The only way a "loan" would be needed is if there is a shortfall between cash-on-hand and liabilities. I would bet by bottom dollar that such a shortfall does not exist.

"Wall"
There is no "Wall" between the Twins' money and Pohlad's money. Its a one way pipeline from the Twins to the Pohlads. Revenue is disbursed as a dividend and does not include their salaries. Those dividends go directly into the Pohlad's bank account.

"When fans yell for owners to spend more money on the team what they are really asking them to do is make riskier loans to the corporation."
No.
That is not correct at all. Fans are asking the ownership to bets that if they raise the payroll they can gain more revenue. Ownerships only risk is less dividend. Not their personal money.

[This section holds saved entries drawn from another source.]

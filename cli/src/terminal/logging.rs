use std::fmt;

use colored::*;
use tracing::field::{Field, Visit};
use tracing::{Event, Level, Subscriber};
use tracing_indicatif::IndicatifLayer;
use tracing_indicatif::filter::IndicatifFilter;
use tracing_subscriber::EnvFilter;
use tracing_subscriber::filter::Directive;
use tracing_subscriber::fmt::FormatEvent;
use tracing_subscriber::fmt::format::{self, Writer};
use tracing_subscriber::layer::{Layer, SubscriberExt};
use tracing_subscriber::registry::LookupSpan;
use tracing_subscriber::util::SubscriberInitExt;

/// Events on this target are printed verbatim, without a level marker.
pub const PRINT_TARGET: &str = "hgota::print";

pub struct HgotaFormatter;

impl<S, N> FormatEvent<S, N> for HgotaFormatter
where
    S: Subscriber + for<'a> LookupSpan<'a>,
    N: for<'a> format::FormatFields<'a> + 'static,
{
    fn format_event(
        &self,
        ctx: &tracing_subscriber::fmt::FmtContext<'_, S, N>,
        mut writer: Writer<'_>,
        event: &Event<'_>,
    ) -> fmt::Result {
        let meta = event.metadata();

        if meta.target() == PRINT_TARGET {
            let mut raw = RawMessage::default();
            event.record(&mut raw);
            return writeln!(writer, "{}", raw.0);
        }

        let (symbol, color_func): (&str, fn(ColoredString) -> ColoredString) = match *meta.level() {
            Level::TRACE => ("[ ]", |s| s.dimmed()),
            Level::DEBUG => ("[?]", |s| s.blue()),
            Level::INFO => ("[+]", |s| s.green().bold()),
            Level::WARN => ("[*]", |s| s.yellow().bold()),
            Level::ERROR => ("[-]", |s| s.red().bold()),
        };

        write!(writer, "{} ", color_func(symbol.into()))?;

        ctx.field_format().format_fields(writer.by_ref(), event)?;

        writeln!(writer)
    }
}

#[derive(Default)]
struct RawMessage(String);

impl Visit for RawMessage {
    fn record_str(&mut self, field: &Field, value: &str) {
        if field.name() == "raw_msg" {
            self.0.push_str(value);
        }
    }

    fn record_debug(&mut self, field: &Field, value: &dyn fmt::Debug) {
        if field.name() == "raw_msg" {
            self.0.push_str(&format!("{value:?}"));
        }
    }
}

fn default_level(verbose: u8) -> &'static str {
    match verbose {
        0 => "info",
        1 => "debug",
        _ => "trace",
    }
}

/// Installs the global subscriber. `RUST_LOG` wins over `-v` when set.
pub fn init_logging(verbose: u8) {
    let mut filter = EnvFilter::try_from_default_env()
        .unwrap_or_else(|_| EnvFilter::new(default_level(verbose)));
    if let Ok(directive) = format!("{PRINT_TARGET}=info").parse::<Directive>() {
        filter = filter.add_directive(directive);
    }

    let indicatif_layer = IndicatifLayer::new();
    let fmt_layer = tracing_subscriber::fmt::layer()
        .event_format(HgotaFormatter)
        .with_writer(indicatif_layer.get_stdout_writer());

    tracing_subscriber::registry()
        .with(filter)
        .with(fmt_layer)
        .with(indicatif_layer.with_filter(IndicatifFilter::new(false)))
        .init();
}

// ╔════════════════════════════════════════════╗
// ║ ████████╗███████╗███████╗████████╗███████╗ ║
// ║ ╚══██╔══╝██╔════╝██╔════╝╚══██╔══╝██╔════╝ ║
// ║    ██║   █████╗  ███████╗   ██║   ███████╗ ║
// ║    ██║   ██╔══╝  ╚════██║   ██║   ╚════██║ ║
// ║    ██║   ███████╗███████║   ██║   ███████║ ║
// ║    ╚═╝   ╚══════╝╚══════╝   ╚═╝   ╚══════╝ ║
// ╚════════════════════════════════════════════╝
//! Raw Ethernet channels.
//!
//! A channel is split into a [`FrameSender`] and a [`FrameReceiver`] so the
//! discovery sender and listener can run on different threads. Receivers
//! return `None` after a short read timeout, which is where callers check
//! their deadlines and the cancel token.

use std::io::ErrorKind;
use std::time::Duration;

use anyhow::{Context, bail};
use hgota_common::network::interface::Adapter;
use pnet::datalink::{self, Channel, Config, DataLinkReceiver, DataLinkSender, NetworkInterface};
use tracing::debug;

const READ_TIMEOUT: Duration = Duration::from_millis(50);

pub trait FrameSender: Send {
    fn send_frame(&mut self, frame: &[u8]) -> anyhow::Result<()>;
}

pub trait FrameReceiver: Send {
    /// Next captured frame, or `None` once the read timeout passes.
    fn next_frame(&mut self) -> anyhow::Result<Option<Vec<u8>>>;
}

pub struct LinkHandle {
    pub tx: Box<dyn FrameSender>,
    pub rx: Box<dyn FrameReceiver>,
}

/// Opens a raw channel on an adapter.
pub trait LinkOpener: Send + Sync {
    fn open(&self, adapter: &Adapter) -> anyhow::Result<LinkHandle>;
}

/// Promiscuous `pnet` datalink channels on real adapters.
#[derive(Debug, Clone)]
pub struct RawLinkOpener {
    read_timeout: Duration,
}

impl Default for RawLinkOpener {
    fn default() -> Self {
        Self {
            read_timeout: READ_TIMEOUT,
        }
    }
}

impl RawLinkOpener {
    pub fn new() -> Self {
        Self::default()
    }

    fn config(&self) -> Config {
        Config {
            read_timeout: Some(self.read_timeout),
            promiscuous: true,
            ..Default::default()
        }
    }
}

impl LinkOpener for RawLinkOpener {
    fn open(&self, adapter: &Adapter) -> anyhow::Result<LinkHandle> {
        let intf: NetworkInterface = datalink::interfaces()
            .into_iter()
            .find(|i| i.name == adapter.name)
            .with_context(|| format!("interface {} is gone", adapter.name))?;

        let (tx, rx) = open_eth_channel(&intf, &self.config(), datalink::channel)?;
        debug!("raw channel open on {}", adapter.display_name);

        Ok(LinkHandle {
            tx: Box::new(RawSender(tx)),
            rx: Box::new(RawReceiver(rx)),
        })
    }
}

struct RawSender(Box<dyn DataLinkSender>);

impl FrameSender for RawSender {
    fn send_frame(&mut self, frame: &[u8]) -> anyhow::Result<()> {
        match self.0.send_to(frame, None) {
            Some(result) => result.context("sending frame"),
            None => bail!("datalink sender refused a {}-byte frame", frame.len()),
        }
    }
}

struct RawReceiver(Box<dyn DataLinkReceiver>);

impl FrameReceiver for RawReceiver {
    fn next_frame(&mut self) -> anyhow::Result<Option<Vec<u8>>> {
        match self.0.next() {
            Ok(frame) => Ok(Some(frame.to_vec())),
            Err(e) if is_idle(e.kind()) => Ok(None),
            Err(e) => Err(e).context("receiving frame"),
        }
    }
}

fn is_idle(kind: ErrorKind) -> bool {
    matches!(
        kind,
        ErrorKind::TimedOut | ErrorKind::WouldBlock | ErrorKind::Interrupted
    )
}

fn open_eth_channel<F>(intf: &NetworkInterface, cfg: &Config, channel_opener: F)
    -> anyhow::Result<(Box<dyn DataLinkSender>, Box<dyn DataLinkReceiver>)>
where F: FnOnce(&NetworkInterface, Config) -> std::io::Result<datalink::Channel>
{
    let ch: Channel = channel_opener(intf, *cfg).with_context(|| format!("opening on {}", intf.name))?;
    match ch {
        Channel::Ethernet(tx, rx) => Ok((tx, rx)),
        _ => bail!("non-ethernet channel for {}", intf.name),
    }
}

// ╔════════════════════════════════════════════╗
// ║ ████████╗███████╗███████╗████████╗███████╗ ║
// ║ ╚══██╔══╝██╔════╝██╔════╝╚══██╔══╝██╔════╝ ║
// ║    ██║   █████╗  ███████╗   ██║   ███████╗ ║
// ║    ██║   ██╔══╝  ╚════██║   ██║   ╚════██║ ║
// ║    ██║   ███████╗███████║   ██║   ███████║ ║
// ║    ╚═╝   ╚══════╝╚══════╝   ╚═╝   ╚══════╝ ║
// ╚════════════════════════════════════════════╝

I think that what you are saying is essentially correct.

I would note that the owners of an LLC pay taxes on the income of the LLC whether or not the income is distributed. Usually, the owners take distributions that will at least cover the taxes on the imputed income for each calendar year. The owners can take more if they wish or they can leave the balance in the LLC to make an investment in the business.

If the LLC needed extra money, then the Pohlads could either loan money to the LLC or make a capital contribution. But I think that you are correct that the money generally flows only in one direction.

I also think that you are correct that the owners are being asked to make bets that they hope will increase revenues. However, because the LLC is a pass through entity as described above (the owners pay taxes on the net income whether or not it is distributed by the LLC), I do not think that it is accurate to say that they would not be risking their personal money. Any extra money paid to players reduces the amount that the LLC can distribute to the Pohlads.

On a more positive note, player salaries are deductible for income tax purposes, which has the effect of making the IRS a partner in all player decisions. If a $10 million player increases revenues by $20 million, then IRS gets its 35% tax on the extra net revenue. But if the Twins sign a $3 million pitcher who actually reduces revenues (cough Marquis cough), then the IRS loses, because there are less net revenues to tax.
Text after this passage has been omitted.